Entretanto, diante de tempos tão incertos para a economia neste retorno a normalidade, a ordem agora é estocar o alimento e comprar em poucas quantidades, algo que já está acontecendo mediante as imposições para controle de estoques nos supermercados. O que é certo afirmar é que o ano de 2020 marca o pico do retrocesso econômico e, daqui para a frente se o país continuar na adoção da mesma postura, a situação se agravará ainda mais.

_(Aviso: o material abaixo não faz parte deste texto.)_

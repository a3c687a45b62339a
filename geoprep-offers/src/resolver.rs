//! Identity resolver (C5). Maps each offer in a batch to a registry row,
//! SIRET-first with a cascading name+zip+geo fallback, per spec §4.5.

use futures::stream::{self, StreamExt};
use geoprep_core::domain::{RawOffer, RegistryRow, ResolvedCompany, Sector};
use geoprep_core::ids::round4;
use geoprep_core::similarity::normalized_similarity;
use geoprep_store::registry::{self, columns};
use geoprep_store::Store;
use std::collections::HashMap;
use std::sync::Mutex;

use crate::error::OffersError;
use crate::reader::extract_postal_code;

const IDENTITY_CONCURRENCY: usize = 5;
const GEO_AND_NAME_BOX_DEG: f64 = 0.02;
const SIMILARITY_BOX_DEG: f64 = 0.001;
const SIMILARITY_THRESHOLD: f64 = 0.5;
const SPATIAL_CANDIDATE_LIMIT: i64 = 15;

/// `(cleaned_name, postal_code, rounded_lat)` — the cascade memoization key
/// from spec §4.5. Rounding the latitude keeps the key finite-cardinality
/// without losing the "coordinates known" distinction the spec calls for.
type CascadeKey = (String, String, String);

pub struct IdentityResolver<'a> {
    store: &'a Store,
    siret_cache: Mutex<HashMap<String, Option<RegistryRow>>>,
    cascade_cache: Mutex<HashMap<CascadeKey, Option<String>>>,
}

impl<'a> IdentityResolver<'a> {
    pub fn new(store: &'a Store) -> Self {
        Self {
            store,
            siret_cache: Mutex::new(HashMap::new()),
            cascade_cache: Mutex::new(HashMap::new()),
        }
    }

    /// Enriches a batch of up to 100 offers in place. Pre-fetches every
    /// not-yet-cached SIRET in one query, then resolves each offer under a
    /// bounded concurrency of 5.
    pub async fn enrich_batch(&self, offers: &mut [RawOffer]) -> Result<(), OffersError> {
        self.prefetch_sirets(offers)?;

        let resolved: Vec<(usize, Option<ResolvedCompany>)> =
            stream::iter(offers.iter().enumerate().map(|(idx, o)| (idx, o.clone())))
                .map(|(idx, offer)| async move { (idx, self.resolve_one(&offer)) })
                .buffer_unordered(IDENTITY_CONCURRENCY)
                .collect()
                .await;

        for (idx, resolved_company) in resolved {
            offers[idx].resolved = resolved_company;
        }
        Ok(())
    }

    fn prefetch_sirets(&self, offers: &[RawOffer]) -> Result<(), OffersError> {
        let mut cache = self.siret_cache.lock().expect("siret cache poisoned");
        let mut missing: Vec<String> = offers
            .iter()
            .filter_map(|o| o.siret.clone())
            .filter(|s| !cache.contains_key(s))
            .collect();
        missing.sort_unstable();
        missing.dedup();
        drop(cache);

        if missing.is_empty() {
            return Ok(());
        }

        let placeholders = vec!["?"; missing.len()].join(", ");
        let sql = format!(
            "SELECT {} FROM {} WHERE {} IN ({placeholders})",
            registry::SELECT_COLUMNS,
            registry::TABLE,
            columns::SIRET,
        );
        let params: Vec<&dyn duckdb::ToSql> =
            missing.iter().map(|s| s as &dyn duckdb::ToSql).collect();
        let rows = self.store.query(&sql, &params, registry::map_row)?;

        let mut found: HashMap<String, RegistryRow> =
            rows.into_iter().map(|r| (r.siret.clone(), r)).collect();

        let mut cache = self.siret_cache.lock().expect("siret cache poisoned");
        for siret in missing {
            let row = found.remove(&siret);
            cache.insert(siret, row);
        }
        Ok(())
    }

    /// Resolves one offer. Any SQL failure along the cascade is treated as
    /// a miss for that step, per spec §4.5, rather than propagated.
    fn resolve_one(&self, offer: &RawOffer) -> Option<ResolvedCompany> {
        if let Some(siret) = &offer.siret {
            if let Some(cached) = self.cached_row(siret) {
                return Some(to_resolved(&cached));
            }
        }

        let address = offer.workplace_address.as_deref()?;
        let postal_code = extract_postal_code(address)?;
        let cleaned_name = clean_name(offer.company_name.as_deref().unwrap_or(""));
        let key = (cleaned_name.clone(), postal_code.clone(), format!("{:.4}", round4(offer.lat)));

        let found_siret = {
            let mut cache = self.cascade_cache.lock().expect("cascade cache poisoned");
            if let Some(existing) = cache.get(&key) {
                existing.clone()
            } else {
                let result =
                    self.run_cascade(&cleaned_name, &postal_code, offer.lat, offer.lon);
                cache.insert(key, result.clone());
                result
            }
        };

        let siret = found_siret?;
        self.fetch_by_siret(&siret).map(|row| to_resolved(&row))
    }

    fn run_cascade(&self, cleaned_name: &str, postal_code: &str, lat: f64, lon: f64) -> Option<String> {
        if let Some(siret) = self.name_and_geo_search(cleaned_name, postal_code, lat, lon) {
            return Some(siret);
        }
        self.spatial_similarity_search(cleaned_name, postal_code, lat, lon)
    }

    /// Step (c): active rows, exact postal code, ±0.02° box, case-insensitive
    /// substring match against legal or sign name.
    fn name_and_geo_search(&self, cleaned_name: &str, postal_code: &str, lat: f64, lon: f64) -> Option<String> {
        if cleaned_name.is_empty() {
            return None;
        }
        let sql = format!(
            "SELECT siret FROM {table} \
             WHERE {status} = 'A' \
               AND {postal} = ? \
               AND {lat_col} BETWEEN ? AND ? \
               AND {lon_col} BETWEEN ? AND ? \
               AND (LOWER({legal}) LIKE ? OR LOWER({sign}) LIKE ?) \
             LIMIT 1",
            table = registry::TABLE,
            status = columns::STATUS,
            postal = columns::POSTAL_CODE,
            lat_col = columns::LAT_CACHED,
            lon_col = columns::LON_CACHED,
            legal = columns::LEGAL_NAME,
            sign = columns::SIGN_NAME,
        );
        let like_pattern = format!("%{cleaned_name}%");
        let lat_min = lat - GEO_AND_NAME_BOX_DEG;
        let lat_max = lat + GEO_AND_NAME_BOX_DEG;
        let lon_min = lon - GEO_AND_NAME_BOX_DEG;
        let lon_max = lon + GEO_AND_NAME_BOX_DEG;
        let params: Vec<&dyn duckdb::ToSql> = vec![
            &postal_code,
            &lat_min,
            &lat_max,
            &lon_min,
            &lon_max,
            &like_pattern,
            &like_pattern,
        ];
        self.store
            .query(&sql, &params, |row| row.get::<usize, String>(0))
            .ok()
            .and_then(|mut rows| if rows.is_empty() { None } else { Some(rows.remove(0)) })
    }

    /// Step (d): tight ±0.001° box within the same postal code, top 15
    /// candidates ranked by normalized Levenshtein similarity.
    fn spatial_similarity_search(&self, cleaned_name: &str, postal_code: &str, lat: f64, lon: f64) -> Option<String> {
        let sql = format!(
            "SELECT siret, {legal}, {sign} FROM {table} \
             WHERE {status} = 'A' \
               AND {postal} = ? \
               AND {lat_col} BETWEEN ? AND ? \
               AND {lon_col} BETWEEN ? AND ? \
             LIMIT ?",
            table = registry::TABLE,
            status = columns::STATUS,
            postal = columns::POSTAL_CODE,
            lat_col = columns::LAT_CACHED,
            lon_col = columns::LON_CACHED,
            legal = columns::LEGAL_NAME,
            sign = columns::SIGN_NAME,
        );
        let lat_min = lat - SIMILARITY_BOX_DEG;
        let lat_max = lat + SIMILARITY_BOX_DEG;
        let lon_min = lon - SIMILARITY_BOX_DEG;
        let lon_max = lon + SIMILARITY_BOX_DEG;
        let params: Vec<&dyn duckdb::ToSql> = vec![
            &postal_code,
            &lat_min,
            &lat_max,
            &lon_min,
            &lon_max,
            &SPATIAL_CANDIDATE_LIMIT,
        ];
        let candidates = self
            .store
            .query(&sql, &params, |row| {
                Ok((
                    row.get::<usize, String>(0)?,
                    row.get::<usize, Option<String>>(1)?,
                    row.get::<usize, Option<String>>(2)?,
                ))
            })
            .ok()?;

        let mut best: Option<(String, f64)> = None;
        for (siret, legal_name, sign_name) in candidates {
            let score = [legal_name, sign_name]
                .into_iter()
                .flatten()
                .map(|name| normalized_similarity(cleaned_name, &name))
                .fold(0.0_f64, f64::max);
            if best.as_ref().map(|(_, b)| score > *b).unwrap_or(true) {
                best = Some((siret, score));
            }
        }
        best.filter(|(_, score)| *score >= SIMILARITY_THRESHOLD)
            .map(|(siret, _)| siret)
    }

    fn cached_row(&self, siret: &str) -> Option<RegistryRow> {
        self.siret_cache
            .lock()
            .expect("siret cache poisoned")
            .get(siret)
            .cloned()
            .flatten()
    }

    fn fetch_by_siret(&self, siret: &str) -> Option<RegistryRow> {
        if let Some(row) = self.cached_row(siret) {
            return Some(row);
        }
        let sql = format!(
            "SELECT {} FROM {} WHERE {} = ? LIMIT 1",
            registry::SELECT_COLUMNS,
            registry::TABLE,
            columns::SIRET,
        );
        let row = self
            .store
            .query(&sql, &[&siret], registry::map_row)
            .ok()
            .and_then(|mut rows| if rows.is_empty() { None } else { Some(rows.remove(0)) });
        self.siret_cache
            .lock()
            .expect("siret cache poisoned")
            .insert(siret.to_string(), row.clone());
        row
    }
}

fn to_resolved(row: &RegistryRow) -> ResolvedCompany {
    ResolvedCompany {
        siret: row.siret.clone(),
        company_name: row.best_name().unwrap_or_else(|| "Inconnu".to_string()),
        size: row.size_tranche.clone(),
        sector: Sector {
            section: row.sector_section.clone(),
            naf: row.naf_code.clone(),
            label: None,
        },
        is_public: row.is_public(),
        lat: row.lat,
        lon: row.lon,
    }
}

/// Collapses quotes/dashes to spaces and normalizes whitespace, per §4.5.
fn clean_name(name: &str) -> String {
    let collapsed: String = name
        .chars()
        .map(|c| match c {
            '\'' | '"' | '-' | '\u{2019}' => ' ',
            other => other,
        })
        .collect();
    collapsed.split_whitespace().collect::<Vec<_>>().join(" ").to_lowercase()
}

#[cfg(test)]
mod tests {
    use super::*;

    #[test]
    fn clean_name_collapses_punctuation_and_whitespace() {
        assert_eq!(clean_name("L'Atelier-Bleu   SARL"), "l atelier bleu sarl");
    }

    #[test]
    fn clean_name_lowercases() {
        assert_eq!(clean_name("ACME Transit"), "acme transit");
    }
}
//! `geoprep stats`: row counts for the analytical store's tables, a small
//! operator-facing supplement beyond the four P1-P4 phases.

use crate::error::PipelineError;
use geoprep_store::{registry, stops, Store};

pub fn run(store: &Store) -> Result<(), PipelineError> {
    println!("sirene: {} row(s)", count(store, registry::TABLE)?);
    println!("transport_stops: {} row(s)", count(store, stops::TABLE)?);
    Ok(())
}

fn count(store: &Store, table: &str) -> Result<i64, PipelineError> {
    let rows = store.query(&format!("SELECT COUNT(*) FROM {table}"), &[], |row| {
        row.get::<usize, i64>(0)
    })?;
    Ok(rows.into_iter().next().unwrap_or(0))
}
//! End-to-end coverage of the GTFS parser and graph builder against real
//! GTFS-shaped CSV fixtures written to a temp directory, covering a timed
//! three-stop metro trip (transit edge weights) and a cross-dataset walking
//! transfer (C12).

use geoprep_gtfs::graph::build_graph;
use std::fs;
use std::io::Write;
use tempfile::TempDir;

fn write_feed(dir: &std::path::Path, stops: &str, routes: &str, trips: &str, stop_times: &str) {
    for (name, content) in [
        ("stops.txt", stops),
        ("routes.txt", routes),
        ("trips.txt", trips),
        ("stop_times.txt", stop_times),
    ] {
        let mut f = fs::File::create(dir.join(name)).expect("create gtfs fixture file");
        f.write_all(content.as_bytes()).expect("write gtfs fixture file");
    }
}

#[test]
fn three_stop_metro_trip_produces_expected_edge_weights() {
    let tmp = TempDir::new().expect("tempdir");
    write_feed(
        tmp.path(),
        "stop_id,stop_name,stop_lat,stop_lon,parent_station\n\
         s1,Alpha,48.8,2.3,\n\
         s2,Bravo,48.80714461053591,2.3,\n\
         s3,Charlie,48.81786152633977,2.3,\n",
        "route_id,route_type,route_short_name\n\
         r1,1,M4\n",
        "trip_id,route_id,trip_headsign\n\
         t1,r1,Porte de Clignancourt\n",
        "trip_id,stop_id,stop_sequence\n\
         t1,s1,1\n\
         t1,s2,2\n\
         t1,s3,3\n",
    );

    let dataset_dirs = vec![tmp.path()];
    let graph = build_graph(&dataset_dirs);

    assert_eq!(graph.nodes.len(), 3);
    let ab = &graph.adjacency["s1"];
    assert_eq!(ab.len(), 1);
    assert_eq!(ab[0].node, "s2");
    assert_eq!(ab[0].weight, 77);
    assert_eq!(ab[0].line, "M4");
    assert_eq!(ab[0].kind, "Métro");
    assert_eq!(ab[0].headsign, "Porte de Clignancourt");

    let bc = &graph.adjacency["s2"];
    assert_eq!(bc.len(), 1);
    assert_eq!(bc[0].node, "s3");
    assert_eq!(bc[0].weight, 103);
}

#[test]
fn no_edge_is_emitted_between_non_consecutive_stops_on_a_trip() {
    let tmp = TempDir::new().expect("tempdir");
    write_feed(
        tmp.path(),
        "stop_id,stop_name,stop_lat,stop_lon,parent_station\n\
         s1,Alpha,48.8,2.3,\n\
         s2,Bravo,48.81,2.3,\n\
         s3,Charlie,48.82,2.3,\n",
        "route_id,route_type,route_short_name\n\
         r1,1,M4\n",
        "trip_id,route_id,trip_headsign\n\
         t1,r1,\n",
        "trip_id,stop_id,stop_sequence\n\
         t1,s1,1\n\
         t1,s2,2\n\
         t1,s3,3\n",
    );
    let dataset_dirs = vec![tmp.path()];
    let graph = build_graph(&dataset_dirs);

    assert!(graph.adjacency["s1"].iter().all(|e| e.node != "s3"));
}

#[test]
fn walking_transfer_is_emitted_between_close_stops_across_datasets() {
    let tmp_a = TempDir::new().expect("tempdir a");
    let tmp_b = TempDir::new().expect("tempdir b");

    write_feed(
        tmp_a.path(),
        "stop_id,stop_name,stop_lat,stop_lon,parent_station\n\
         x1,Gare A,48.9,2.4,\n",
        "route_id,route_type,route_short_name\nr1,3,B1\n",
        "trip_id,route_id,trip_headsign\nt1,r1,\n",
        "trip_id,stop_id,stop_sequence\nt1,x1,1\n",
    );
    write_feed(
        tmp_b.path(),
        "stop_id,stop_name,stop_lat,stop_lon,parent_station\n\
         y1,Gare B,48.90134898240888,2.4,\n",
        "route_id,route_type,route_short_name\nr1,3,B2\n",
        "trip_id,route_id,trip_headsign\nt1,r1,\n",
        "trip_id,stop_id,stop_sequence\nt1,y1,1\n",
    );

    let dataset_dirs = vec![tmp_a.path(), tmp_b.path()];
    let graph = build_graph(&dataset_dirs);

    let walk = graph.adjacency["x1"]
        .iter()
        .find(|e| e.node == "y1")
        .expect("a walking transfer edge should link the two close stations");
    assert_eq!(walk.weight, 240);
    assert_eq!(walk.kind, "WALK");
    assert_eq!(walk.line, "Correspondance");
    assert_eq!(walk.headsign, "Marche");

    let back = graph.adjacency["y1"]
        .iter()
        .find(|e| e.node == "x1")
        .expect("walking transfers are bidirectional");
    assert_eq!(back.weight, 240);
}
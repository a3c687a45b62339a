use thiserror::Error;

/// Errors raised by the GTFS dataset aggregator (C8), fetcher (C9), parser
/// (C10), accessibility scorer (C11), and graph builder (C12).
#[derive(Debug, Error)]
pub enum GtfsError {
    #[error("failed to download {url}: {source}")]
    Download {
        url: String,
        #[source]
        source: reqwest::Error,
    },
    #[error("failed to extract archive at {path}: {source}")]
    Extract {
        path: String,
        #[source]
        source: zip::result::ZipError,
    },
    #[error("io error: {0}")]
    Io(#[from] std::io::Error),
    #[error("failed to read GTFS file {file}: {source}")]
    Csv {
        file: String,
        #[source]
        source: csv::Error,
    },
    #[error("no usable candidate for dataset {0}")]
    NoCandidate(String),
}
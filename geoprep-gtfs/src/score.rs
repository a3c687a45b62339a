//! Accessibility scorer (C11). Joins per-stop modes with per-location stop
//! links and computes a distance-decayed transport score.

use crate::cache::GtfsCache;
use geoprep_core::domain::{mode, StopLink, StopRefEntry};
use std::collections::{HashMap, HashSet};

const DECAY_RADIUS_KM: f64 = 1.7;

fn base_score(modes: &HashSet<String>) -> f64 {
    let has_any = |names: &[&str]| names.iter().any(|n| modes.contains(*n));
    if has_any(&[mode::TRAIN, "Métro", "Metro", "RER"]) {
        5.0
    } else if has_any(&[mode::TRAM, "Tramway"]) {
        3.0
    } else if has_any(&[mode::BUS]) {
        1.5
    } else {
        0.0
    }
}

/// Enriches `stop_link`'s stations in place with `modes`/`lines`, and
/// returns `(transport_score, transport_modes)` for the owning location,
/// per spec §4.11. Stops with no matching GTFS cache entry default to
/// `["Bus"]`.
pub fn score_stop_link(
    stop_link: &mut StopLink,
    stops_ref: &HashMap<String, StopRefEntry>,
    cache: &GtfsCache,
) -> (f64, Vec<String>) {
    let mut best_score = 0.0_f64;
    let mut all_modes: HashSet<String> = HashSet::new();

    for station in &mut stop_link.stations {
        let dataset_id = stops_ref.get(&station.id).and_then(|s| s.dataset_id.clone());
        let modes = dataset_id
            .as_deref()
            .map(|d| cache.modes_for(d, &station.id))
            .unwrap_or_else(|| HashSet::from([mode::BUS.to_string()]));
        let lines = dataset_id
            .as_deref()
            .map(|d| cache.lines_for(d, &station.id))
            .unwrap_or_default();

        let distance_km = station.distance_m / 1000.0;
        let decay = (1.0 - distance_km / DECAY_RADIUS_KM).max(0.0);
        best_score = best_score.max(base_score(&modes) * decay);

        all_modes.extend(modes.iter().cloned());
        station.modes = modes.into_iter().collect();
        station.lines = lines;
    }

    let mut transport_modes: Vec<String> = all_modes.into_iter().collect();
    transport_modes.sort();
    (round2(best_score), transport_modes)
}

fn round2(value: f64) -> f64 {
    (value * 100.0).round() / 100.0
}

#[cfg(test)]
mod tests {
    use super::*;
    use geoprep_core::domain::StopLinkStation;

    #[test]
    fn train_within_range_scores_higher_than_bus() {
        let train = HashSet::from(["Train".to_string()]);
        let bus = HashSet::from(["Bus".to_string()]);
        assert!(base_score(&train) > base_score(&bus));
    }

    #[test]
    fn decay_reaches_zero_past_threshold() {
        let mut stop_link = StopLink {
            radius: 2000.0,
            stations: vec![StopLinkStation {
                id: "far".to_string(),
                distance_m: 2000.0,
                modes: vec![],
                lines: vec![],
            }],
        };
        let mut stops_ref = HashMap::new();
        stops_ref.insert(
            "far".to_string(),
            StopRefEntry {
                name: "Far stop".to_string(),
                lat: 0.0,
                lon: 0.0,
                dataset_source_name: None,
                dataset_id: Some("ds1".to_string()),
                resource_id: None,
                dataset_datagouv_id: None,
                resource_datagouv_id: None,
            },
        );
        let mut cache = GtfsCache::new();
        let mut parsed = crate::parse::ParsedGtfs::default();
        parsed.stop_modes.insert("far".to_string(), HashSet::from(["Train".to_string()]));
        cache.insert_dataset("ds1", &parsed);

        let (score, modes) = score_stop_link(&mut stop_link, &stops_ref, &cache);
        assert_eq!(score, 0.0);
        assert_eq!(modes, vec!["Train".to_string()]);
    }
}
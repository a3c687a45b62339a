//! Dataset aggregator (C8). Collects the distinct GTFS resources referenced
//! by the stops-ref output of P2, deduplicated by `resource_datagouv_id`.

use geoprep_core::domain::StopRefEntry;
use itertools::Itertools;
use std::collections::HashMap;

/// One GTFS resource worth fetching, carrying enough identity to build both
/// the `data.gouv.fr` direct-file URL and the `transport.data.gouv.fr`
/// fallback URL.
#[derive(Debug, Clone, PartialEq, Eq)]
pub struct DatasetRef {
    pub dataset_id: Option<String>,
    pub resource_id: Option<String>,
    pub dataset_datagouv_id: Option<String>,
    pub resource_datagouv_id: String,
    pub dataset_custom_title: Option<String>,
}

/// Returns the distinct datasets referenced by `stops_ref`, in first-seen
/// order. Entries with no `resource_datagouv_id` cannot be downloaded and
/// are silently skipped, per spec §4.8.
pub fn distinct_datasets(stops_ref: &HashMap<String, StopRefEntry>) -> Vec<DatasetRef> {
    stops_ref
        .values()
        .filter_map(|stop| {
            stop.resource_datagouv_id.clone().map(|resource_datagouv_id| DatasetRef {
                dataset_id: stop.dataset_id.clone(),
                resource_id: stop.resource_id.clone(),
                dataset_datagouv_id: stop.dataset_datagouv_id.clone(),
                resource_datagouv_id,
                dataset_custom_title: stop.dataset_source_name.clone(),
            })
        })
        .sorted_by_cached_key(|d| d.resource_datagouv_id.clone())
        .dedup_by(|a, b| a.resource_datagouv_id == b.resource_datagouv_id)
        .collect()
}

#[cfg(test)]
mod tests {
    use super::*;

    fn entry(resource_datagouv_id: Option<&str>) -> StopRefEntry {
        StopRefEntry {
            name: "Gare".to_string(),
            lat: 48.8,
            lon: 2.3,
            dataset_source_name: None,
            dataset_id: Some("d1".to_string()),
            resource_id: Some("r1".to_string()),
            dataset_datagouv_id: Some("dd1".to_string()),
            resource_datagouv_id: resource_datagouv_id.map(|s| s.to_string()),
        }
    }

    #[test]
    fn dedups_by_resource_datagouv_id_and_skips_missing() {
        let mut stops = HashMap::new();
        stops.insert("s1".to_string(), entry(Some("res-1")));
        stops.insert("s2".to_string(), entry(Some("res-1")));
        stops.insert("s3".to_string(), entry(Some("res-2")));
        stops.insert("s4".to_string(), entry(None));

        let datasets = distinct_datasets(&stops);
        assert_eq!(datasets.len(), 2);
        let ids: Vec<&str> = datasets.iter().map(|d| d.resource_datagouv_id.as_str()).collect();
        assert!(ids.contains(&"res-1"));
        assert!(ids.contains(&"res-2"));
    }
}
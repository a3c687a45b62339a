//! Embedded analytical store (C1). A small pool of independent DuckDB
//! connections, selected round-robin, in front of which C2/C3 do one-shot
//! ingestion and C5/C11 run read queries.

use crate::error::StoreError;
use duckdb::{Connection, Row};
use std::path::Path;
use std::sync::atomic::{AtomicUsize, Ordering};
use std::sync::Mutex;

pub struct Store {
    handles: Vec<Mutex<Connection>>,
    next: AtomicUsize,
}

impl Store {
    /// Opens `pool_size` independent connections to the file at `path`,
    /// applies the memory cap and insertion-order preference, and loads the
    /// spatial extension. Fails fatally (returns `Err`) if the extension
    /// cannot be loaded — the spec requires no degraded-but-running mode
    /// here, since every downstream component assumes spatial functions
    /// exist.
    pub fn initialize(
        path: &str,
        pool_size: usize,
        memory_limit: &str,
        preserve_insertion_order: bool,
        load_spatial_extension: bool,
    ) -> Result<Self, StoreError> {
        let pool_size = pool_size.max(1);
        let mut handles = Vec::with_capacity(pool_size);
        for _ in 0..pool_size {
            let conn = Connection::open(Path::new(path)).map_err(|e| StoreError::Init {
                path: path.to_string(),
                source: e,
            })?;
            conn.execute_batch(&format!(
                "SET memory_limit='{memory_limit}'; SET preserve_insertion_order={};",
                preserve_insertion_order
            ))
            .map_err(StoreError::Query)?;
            if load_spatial_extension {
                conn.execute_batch("INSTALL spatial; LOAD spatial;")
                    .map_err(StoreError::SpatialExtension)?;
            }
            handles.push(Mutex::new(conn));
        }
        log::info!("analytical store ready at {path} with {pool_size} connection(s)");
        Ok(Self {
            handles,
            next: AtomicUsize::new(0),
        })
    }

    fn next_handle(&self) -> &Mutex<Connection> {
        let idx = self.next.fetch_add(1, Ordering::Relaxed) % self.handles.len();
        &self.handles[idx]
    }

    /// Runs `sql` against the next handle in round-robin order, mapping each
    /// returned row with `map_row`. A SQL failure here never tears down the
    /// pool — only this call's result is an `Err`.
    pub fn query<T>(
        &self,
        sql: &str,
        params: &[&dyn duckdb::ToSql],
        mut map_row: impl FnMut(&Row) -> duckdb::Result<T>,
    ) -> Result<Vec<T>, StoreError> {
        let handle = self.next_handle();
        let conn = handle.lock().expect("store connection mutex poisoned");
        let mut stmt = conn.prepare(sql).map_err(StoreError::Query)?;
        let rows = stmt
            .query_map(params, |row| map_row(row))
            .map_err(StoreError::Query)?;
        rows.collect::<duckdb::Result<Vec<T>>>()
            .map_err(StoreError::Query)
    }

    /// Runs a statement with no result rows (DDL, `INSERT`, `UPDATE`, ...)
    /// against the next handle in round-robin order.
    pub fn execute(&self, sql: &str, params: &[&dyn duckdb::ToSql]) -> Result<usize, StoreError> {
        let handle = self.next_handle();
        let conn = handle.lock().expect("store connection mutex poisoned");
        conn.execute(sql, params).map_err(StoreError::Query)
    }

    /// Runs a batch of statements (no parameters) against the next handle.
    pub fn execute_batch(&self, sql: &str) -> Result<(), StoreError> {
        let handle = self.next_handle();
        let conn = handle.lock().expect("store connection mutex poisoned");
        conn.execute_batch(sql).map_err(StoreError::Query)
    }

    pub fn table_exists(&self, table: &str) -> Result<bool, StoreError> {
        let rows = self.query(
            "SELECT table_name FROM information_schema.tables WHERE table_name = ?",
            &[&table],
            |row| row.get::<usize, String>(0),
        )?;
        Ok(!rows.is_empty())
    }

    pub fn close(self) {
        log::info!("closing analytical store");
        drop(self);
    }
}
pub mod cache;
pub mod dataset;
pub mod error;
pub mod fetch;
pub mod graph;
pub mod parse;
pub mod score;

pub use error::GtfsError;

Desde 2015, o número de pessoas que voltaram para abaixo da linha da pobreza vem aumentando cada vez mais. Prova disso é que aumentou em cerca de 3 milhões a taxa de brasileiros sem acesso regular à alimentação básica, segundo dados divulgados durante esta semana pelo IBGE de um levantamento feito entre os anos de 2017 e 2018. Neste sentido, pensar que estamos em uma viagem insólita, retornando a um passado não tão distante, é uma difícil realidade a ser encarada daqui para a frente.

Para finalizar, a culpa, por este estado de coisas que afetam a nossa economia, não é apenas do arroz, mas sim dos equívocos cometidos por uma prática desenvolvimentista e predatória dos últimos governos. Nesse caminho de retorno, o brasileiro, iludido por um novo milagre econômico, vai ter motivos de sobra para apertar cada vez mais o cinto.

Infelizmente, o novo “normal” do brasileiro médio vai ser a troca da carne pelo ovo na sofrida dieta alimentar do dia a dia.